I agree. One thing that might happen is that some fields get their own
distribution. Or maybe we will finally get packaging right and it won't be
a problem...

One argument in favor of grouping advanced packages in topics is that is
will scale better. As more and more fields start using Python, and more and
more functionality becomes available, a full-version of pylab would become
huge, even though most users only need a specific set of packages.

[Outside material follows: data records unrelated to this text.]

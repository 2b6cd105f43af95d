//! Element types recognised in headerless sample files

use crate::error::{ShieldError, ShieldResult};
use bytemuck::Pod;
use serde::{Deserialize, Serialize};
use std::fmt;
use std::str::FromStr;

/// Numeric element type of a flat binary sample file
#[derive(Debug, Clone, Copy, PartialEq, Eq, Hash, Serialize, Deserialize)]
#[serde(rename_all = "lowercase")]
pub enum ElementType {
    /// 32-bit IEEE float
    Float32,
    /// 16-bit signed integer
    Int16,
    /// 32-bit signed integer
    Int32,
}

impl ElementType {
    /// Size of one element in bytes
    pub const fn byte_width(self) -> usize {
        match self {
            ElementType::Float32 => 4,
            ElementType::Int16 => 2,
            ElementType::Int32 => 4,
        }
    }

    /// Canonical lowercase name
    pub const fn name(self) -> &'static str {
        match self {
            ElementType::Float32 => "float32",
            ElementType::Int16 => "int16",
            ElementType::Int32 => "int32",
        }
    }
}

impl fmt::Display for ElementType {
    fn fmt(&self, f: &mut fmt::Formatter<'_>) -> fmt::Result {
        f.write_str(self.name())
    }
}

impl FromStr for ElementType {
    type Err = ShieldError;

    /// Accepts canonical names plus the short and numpy-style spellings
    /// found in exported metadata (`f4`, `<i2`, `short`, ...).
    fn from_str(s: &str) -> ShieldResult<Self> {
        let normalized = s.trim().to_ascii_lowercase();
        let normalized = normalized
            .trim_start_matches("np.")
            .trim_start_matches("numpy.")
            .trim_start_matches(['<', '=', '|']);

        match normalized {
            "float32" | "f32" | "f4" | "float" | "single" => Ok(ElementType::Float32),
            "int16" | "i16" | "i2" | "short" => Ok(ElementType::Int16),
            "int32" | "i32" | "i4" | "int" => Ok(ElementType::Int32),
            _ => Err(ShieldError::Unsupported {
                parameter: "element type",
                value: s.to_string(),
            }),
        }
    }
}

/// Rust scalar backing one [`ElementType`]
pub trait Element: Pod + Copy + fmt::Debug + Send + Sync + 'static {
    /// Element type tag for this scalar
    const TYPE: ElementType;

    /// Lossless widening used by the conditioning stages
    fn to_f64(self) -> f64;
}

impl Element for f32 {
    const TYPE: ElementType = ElementType::Float32;

    #[inline]
    fn to_f64(self) -> f64 {
        self as f64
    }
}

impl Element for i16 {
    const TYPE: ElementType = ElementType::Int16;

    #[inline]
    fn to_f64(self) -> f64 {
        self as f64
    }
}

impl Element for i32 {
    const TYPE: ElementType = ElementType::Int32;

    #[inline]
    fn to_f64(self) -> f64 {
        self as f64
    }
}

/// Decode a byte buffer as a flat sequence of `T` in native byte order.
///
/// Trailing bytes that do not form a whole element are ignored.
pub fn decode_elements<T: Element>(bytes: &[u8]) -> Vec<T> {
    let width = std::mem::size_of::<T>();
    let whole = bytes.len() - bytes.len() % width;
    if whole == 0 {
        return Vec::new();
    }
    bytemuck::pod_collect_to_vec(&bytes[..whole])
}

/// Encode a flat element sequence to native-order bytes
pub fn encode_elements<T: Element>(values: &[T]) -> &[u8] {
    bytemuck::cast_slice(values)
}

My issue with the simpler multiple-levels (core vs recommended/full)
> idea is that it's not clear who the target audience is. Given that
> this is a user-facing name, I think each level needs a clear "get this
> version if you ..." story. If we decide that Cython is important and
> it should be in the 'full' level, who only needs the 'core' set? The
> answer can't include 'if you need to interface with C libraries',
> because newcomers won't know what they need in that kind of detail.


Good point. Plus it adds confusion. On the other hand, a user can still
upgrade later if he finds out he needs to.